Typically, a significance level is chosen purely by Type I error rate, that is, by our tolerance for false rejection of the null hypothesis. This tolerance varies between contexts. In clinical trials, the significance level could be 0.05, but, for example, in genome-wide analyses we get excited about a new association between a genetic variant and a disease only when it reaches a significance level 5e-8 = 0.00000005! As another example, in 2012, the physicists claimed that they had “found” the Higgs’ boson after they had gathered statistical evidence that reached their “5 sigma rule” (observation is 5 standard deviations away from the null hypothesis value) that corresponds to a significance level of 6e-7.

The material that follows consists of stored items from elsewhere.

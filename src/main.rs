use anyhow::{Context, Result};
use clap::Parser;

use record_matcher::cli::{Cli, env_file_arg};
use record_matcher::db::{SqliteStore, make_pool};
use record_matcher::engine::{MatchEngine, MatchOutcome, ProgressUpdate};
use record_matcher::logging;
use record_matcher::util::envfile::{load_dotenv_if_present, load_env_file_from};

#[tokio::main]
async fn main() {
    // env files go first so clap's env fallbacks and RUST_LOG see them
    if let Err(e) = load_dotenv_if_present() {
        eprintln!("warning: could not read .env: {}", e);
    }
    if let Some(path) = env_file_arg(std::env::args()) {
        if let Err(e) = load_env_file_from(&path) {
            eprintln!("warning: could not read {}: {}", path.display(), e);
        }
    }

    if logging::tracing_requested() {
        logging::init_tracing_from_env();
    } else {
        logging::init_env_logger();
    }

    let cli = Cli::parse();
    match run(&cli).await {
        Ok(outcome) => print_outcome(&outcome, cli.json),
        Err(e) => {
            log::error!("{:#}", e);
            eprintln!("match failed: {:#}", e);
            std::process::exit(1);
        }
    }
}

async fn run(cli: &Cli) -> Result<MatchOutcome> {
    let cfg = cli.to_app_config().context("invalid configuration")?;
    let spec = cli.to_specification().context("invalid match options")?;
    let pool = make_pool(&cfg.database)
        .await
        .with_context(|| format!("opening {}", cfg.database.url))?;
    let store = SqliteStore::new(pool);

    let outcome = MatchEngine::new(&store, cfg.engine.clone())
        .run(&cli.left, &cli.right, &spec, &cli.target, |p: ProgressUpdate| {
            log::debug!(
                "[{}] {}/{} pairs ({:.1}%), eta {}s, {} rows written",
                p.stage,
                p.processed_pairs,
                p.total_pairs,
                p.percent,
                p.eta_secs,
                p.rows_written
            );
        })
        .await
        .with_context(|| format!("matching {} on {}", cli.left, cli.right))?;
    store.pool().close().await;
    Ok(outcome)
}

fn print_outcome(outcome: &MatchOutcome, json: bool) {
    if json {
        match serde_json::to_string_pretty(outcome) {
            Ok(s) => println!("{}", s),
            Err(e) => log::error!("could not serialize outcome: {}", e),
        }
        return;
    }
    println!("Exact matches: {} rows in {}", outcome.exact_rows, outcome.exact_relation);
    println!("Fuzzy matches: {} rows in {}", outcome.fuzzy_rows, outcome.fuzzy_relation);
    println!(
        "Reduced sets: {} left / {} right rows, {} x {} partitions, {} flushes",
        outcome.reduced_left_rows,
        outcome.reduced_right_rows,
        outcome.left_partitions,
        outcome.right_partitions,
        outcome.flushes
    );
    println!("Elapsed: {} ms", outcome.elapsed_ms);
}
use tracing_subscriber::EnvFilter;

/// Subscriber for runs with `RECORD_MATCHER_TRACING` set. `RUST_LOG` filters
/// it (default `info`); output goes to stderr so `--json` stays clean.
pub fn init_tracing_from_env() {
    let filter = EnvFilter::try_from_default_env().unwrap_or_else(|_| EnvFilter::new("info"));
    let subscriber = tracing_subscriber::fmt()
        .with_env_filter(filter)
        .with_writer(std::io::stderr)
        .with_thread_names(true)
        .finish();
    if tracing::subscriber::set_global_default(subscriber).is_ok() {
        // library code logs through `log::`; forward it once a subscriber exists
        let _ = tracing_log::LogTracer::init();
    }
}

/// Plain env_logger setup, used unless `RECORD_MATCHER_TRACING` is set.
pub fn init_env_logger() {
    let _ = env_logger::Builder::from_env(env_logger::Env::default().default_filter_or("info"))
        .try_init();
}

pub fn tracing_requested() -> bool {
    std::env::var("RECORD_MATCHER_TRACING")
        .ok()
        .map(|v| v == "1" || v.eq_ignore_ascii_case("true"))
        .unwrap_or(false)
}
use crate::error::ConfigError;
use crate::matching::{
    DisplaySelection, MatchOptions, MatchSpecification, SelectionScope, SimilarityMetric,
};
use crate::models::{RelationRef, Row};

const MATCH_KEY: &str = "match_key";

/// Layout of one side of the match: the relation, the prefix of its output
/// columns and the attributes projected into the reduced set.
#[derive(Debug, Clone)]
pub struct SideLayout {
    pub relation: RelationRef,
    pub prefix: String,
    pub key_attributes: Vec<String>,
    /// Key attributes plus displayed attributes, in relation order.
    pub projection: Vec<String>,
    /// Position of each key attribute (in key order) within `projection`.
    pub key_positions: Vec<usize>,
}

impl SideLayout {
    fn build(
        side: &'static str,
        relation: RelationRef,
        prefix: String,
        key_attributes: &[String],
        display: &DisplaySelection,
    ) -> Result<Self, ConfigError> {
        if relation.columns.is_empty() {
            return Err(ConfigError::invalid(
                side,
                format!("relation {} does not exist or has no columns", relation.name),
            ));
        }
        for attr in key_attributes {
            if !relation.has_column(attr) {
                return Err(ConfigError::invalid(
                    side,
                    format!("{} is not an attribute of {}", attr, relation.name),
                ));
            }
        }
        let projection: Vec<String> = relation
            .columns
            .iter()
            .filter(|c| key_attributes.contains(c) || display.allows(c))
            .cloned()
            .collect();
        if let Some(c) = projection.iter().find(|c| c.eq_ignore_ascii_case(MATCH_KEY)) {
            return Err(ConfigError::invalid(
                side,
                format!(
                    "{}.{} clashes with the exact-match key column; leave it out of the display list",
                    relation.name, c
                ),
            ));
        }
        let key_positions = key_attributes
            .iter()
            .map(|k| projection.iter().position(|c| c == k).unwrap_or_default())
            .collect();
        Ok(Self {
            relation,
            prefix,
            key_attributes: key_attributes.to_vec(),
            projection,
            key_positions,
        })
    }

    pub fn prefixed(&self, attribute: &str) -> String {
        format!("{}_{}", self.prefix, attribute)
    }

    pub fn prefixed_projection(&self) -> Vec<String> {
        self.projection.iter().map(|c| self.prefixed(c)).collect()
    }

    /// Column of the SQL composite key built by the exact stage.
    pub fn match_key_column(&self) -> String {
        self.prefixed(MATCH_KEY)
    }

    /// Column carrying the fuzzy composite key in the fuzzy output. For a
    /// single key attribute this is the attribute column itself.
    pub fn key_column(&self) -> String {
        match self.key_attributes.as_slice() {
            [single] => self.prefixed(single),
            _ => self.prefixed("key"),
        }
    }
}

/// Per-attribute exact flag for one (left, right) key pair.
#[derive(Debug, Clone)]
pub struct AttributePair {
    pub column: String,
    /// Positions within the left and right projections.
    pub left: usize,
    pub right: usize,
}

#[derive(Debug, Clone)]
pub struct Transposition {
    pub column: String,
    /// Positions within the left key attribute list.
    pub first: usize,
    pub second: usize,
}

/// Positions of the diagnostic values within a fuzzy output row.
#[derive(Debug, Clone)]
pub struct OutputLayout {
    pub columns: Vec<String>,
    /// Columns appended after the projected attributes.
    pub extra_columns: Vec<String>,
    pub match_exact: usize,
    pub scores: [(SimilarityMetric, usize); 3],
    pub pair_flags: Vec<usize>,
    pub left_key: usize,
    pub right_key: usize,
    pub transposition: Option<usize>,
}

impl OutputLayout {
    /// Slot for `name`: an existing column is reused, otherwise the column is
    /// appended.
    fn slot(&mut self, name: String, expected_overlap: bool) -> usize {
        if let Some(i) = self.columns.iter().position(|c| *c == name) {
            if expected_overlap {
                log::debug!("{} doubles as key column", name);
            } else {
                log::warn!("Overwriting existing attribute {} in fuzzy output", name);
            }
            return i;
        }
        self.columns.push(name.clone());
        self.extra_columns.push(name);
        self.columns.len() - 1
    }

    pub fn empty_row(&self) -> Row {
        vec![None; self.columns.len()]
    }
}

/// Everything derived from the specification and the two relations before
/// any store work starts. Built once per run and only read afterwards.
#[derive(Debug, Clone)]
pub struct MatchContext {
    pub target: String,
    pub left: SideLayout,
    pub right: SideLayout,
    pub options: MatchOptions,
    pub pairs: Vec<AttributePair>,
    pub transposition: Option<Transposition>,
    pub output: OutputLayout,
}

fn flag_value(b: bool) -> String {
    if b { "yes".into() } else { "no".into() }
}

impl MatchContext {
    pub fn new(
        left: RelationRef,
        right: RelationRef,
        spec: &MatchSpecification,
        target: &str,
        scope_override: Option<SelectionScope>,
    ) -> Result<Self, ConfigError> {
        let mut options = spec.options().clone();
        if let Some(scope) = scope_override {
            options.selection_scope = scope;
        }

        let (left_prefix, right_prefix) = if left.name.eq_ignore_ascii_case(&right.name) {
            (format!("{}_left", left.name), format!("{}_right", right.name))
        } else {
            (left.name.clone(), right.name.clone())
        };
        let left = SideLayout::build(
            "left_attributes",
            left,
            left_prefix,
            spec.left_attributes(),
            &options.display_left,
        )?;
        let right = SideLayout::build(
            "right_attributes",
            right,
            right_prefix,
            spec.right_attributes(),
            &options.display_right,
        )?;

        let pairs: Vec<AttributePair> = if spec.tracks_attribute_pairs() {
            left.key_attributes
                .iter()
                .zip(right.key_attributes.iter())
                .enumerate()
                .map(|(i, (l, r))| {
                    let column = if l.eq_ignore_ascii_case(r) {
                        format!("match_exact_{}", l)
                    } else {
                        format!("match_exact_{}_{}", l, r)
                    };
                    AttributePair {
                        column,
                        left: left.key_positions[i],
                        right: right.key_positions[i],
                    }
                })
                .collect()
        } else {
            Vec::new()
        };

        let transposition = options.transposition_check.as_ref().and_then(|(a, b)| {
            let first = left.key_attributes.iter().position(|k| k == a)?;
            let second = left.key_attributes.iter().position(|k| k == b)?;
            Some(Transposition {
                column: format!("swap_{}_{}_to_match", a, b),
                first,
                second,
            })
        });

        let mut columns = left.prefixed_projection();
        columns.extend(right.prefixed_projection());
        let mut output = OutputLayout {
            columns,
            extra_columns: Vec::new(),
            match_exact: 0,
            scores: [
                (SimilarityMetric::Dice, 0),
                (SimilarityMetric::Jaro, 0),
                (SimilarityMetric::JaroWinkler, 0),
            ],
            pair_flags: Vec::new(),
            left_key: 0,
            right_key: 0,
            transposition: None,
        };
        output.match_exact = output.slot("match_exact".into(), false);
        for i in 0..output.scores.len() {
            let metric = output.scores[i].0;
            output.scores[i].1 = output.slot(metric.column().into(), false);
        }
        output.pair_flags = pairs
            .iter()
            .map(|p| output.slot(p.column.clone(), false))
            .collect();
        output.left_key = output.slot(left.key_column(), left.key_attributes.len() == 1);
        output.right_key = output.slot(right.key_column(), right.key_attributes.len() == 1);
        output.transposition = transposition
            .as_ref()
            .map(|t| output.slot(t.column.clone(), false));

        Ok(Self {
            target: target.to_string(),
            left,
            right,
            options,
            pairs,
            transposition,
            output,
        })
    }

    pub fn exact_matches_name(&self) -> String {
        format!("{}_exact_matches", self.target)
    }

    pub fn fuzzy_matches_name(&self) -> String {
        format!("{}_fuzzy_matches", self.target)
    }

    /// Project a selected candidate into a fuzzy output row.
    pub fn output_row(
        &self,
        candidate: &crate::matching::MatchCandidate,
        left_row: &Row,
        right_row: &Row,
    ) -> Row {
        let out = &self.output;
        let mut row = out.empty_row();
        let n_left = self.left.projection.len();
        for (i, v) in left_row.iter().take(n_left).enumerate() {
            row[i] = v.clone();
        }
        for (i, v) in right_row.iter().take(self.right.projection.len()).enumerate() {
            row[n_left + i] = v.clone();
        }
        row[out.match_exact] = Some(flag_value(candidate.overall_exact));
        if let Some(scores) = &candidate.scores {
            for (metric, slot) in out.scores {
                row[slot] = Some(scores.get(metric).to_string());
            }
        }
        for (slot, exact) in out.pair_flags.iter().zip(&candidate.per_attribute_exact) {
            row[*slot] = Some(flag_value(*exact));
        }
        row[out.left_key] = Some(candidate.left_key.clone());
        row[out.right_key] = Some(candidate.right_key.clone());
        if let (Some(slot), Some(hit)) = (out.transposition, candidate.transposition) {
            row[slot] = Some(flag_value(hit));
        }
        row
    }
}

Rationale for such differences could be that, in a clinical trial, we only study one hypothesis (a therapy works) that possibly already has some prior evidence why it has been developed in the first place. Thus, we do not require a lot of additional statistical evidence at that point to get to the next step of the process, and we do not want to make a Type II error and miss a promising new therapy. In genome-wide analyses, we are starting with a fishing experiment where we have millions of genetic variants and no prior evidence of any real association with diseases. Thus, we need a lot of statistical evidence to start believing that this one variant (out of millions of possible ones) is truly associated with the disease. Finally, with the Higgs’ boson, we again have only one hypothesis to test, but here the price of making a wrong claim (Type I error) is large: Physicists don’t want to publish a result about existence of a new particle unless they are (very) certain. Hence, they require much more statistical evidence from their experiment than clinical trials do.

Examples 5.2.

  1. Your null hypothesis is that a coin is fair (\(p=50\)%). If you toss the coin \(n\) times and count the number of heads, what are the critical points below and above the null value 50% at which the outcome starts showing statistically significantly that the coin is biased, when
  1. \(n=10, \alpha=0.05\)

  2. \(n=100, \alpha=0.05\)

  3. \(n=10, \alpha=0.0001\)

  4. \(n=100, \alpha=0.0001\).

p = 0.5
ns = rep(c(10, 100), 2)
a = rep(c(0.05, 0.0001), each = 2)
for(ii in 1:length(ns)){ #for-loop over 4 sets of parameters n and alpha
  print(paste("n =",ns[ii],"alpha =",a[ii],": at most",
              qbinom(a[ii]/2, ns[ii], p) - 1,"or at least",
              qbinom(1 - a[ii]/2, ns[ii], p) + 1))
}
## [1] "n = 10 alpha = 0.05 : at most 1 or at least 9"
## [1] "n = 100 alpha = 0.05 : at most 39 or at least 61"
## [1] "n = 10 alpha = 1e-04 : at most -1 or at least 11"
## [1] "n = 100 alpha = 1e-04 : at most 30 or at least 70"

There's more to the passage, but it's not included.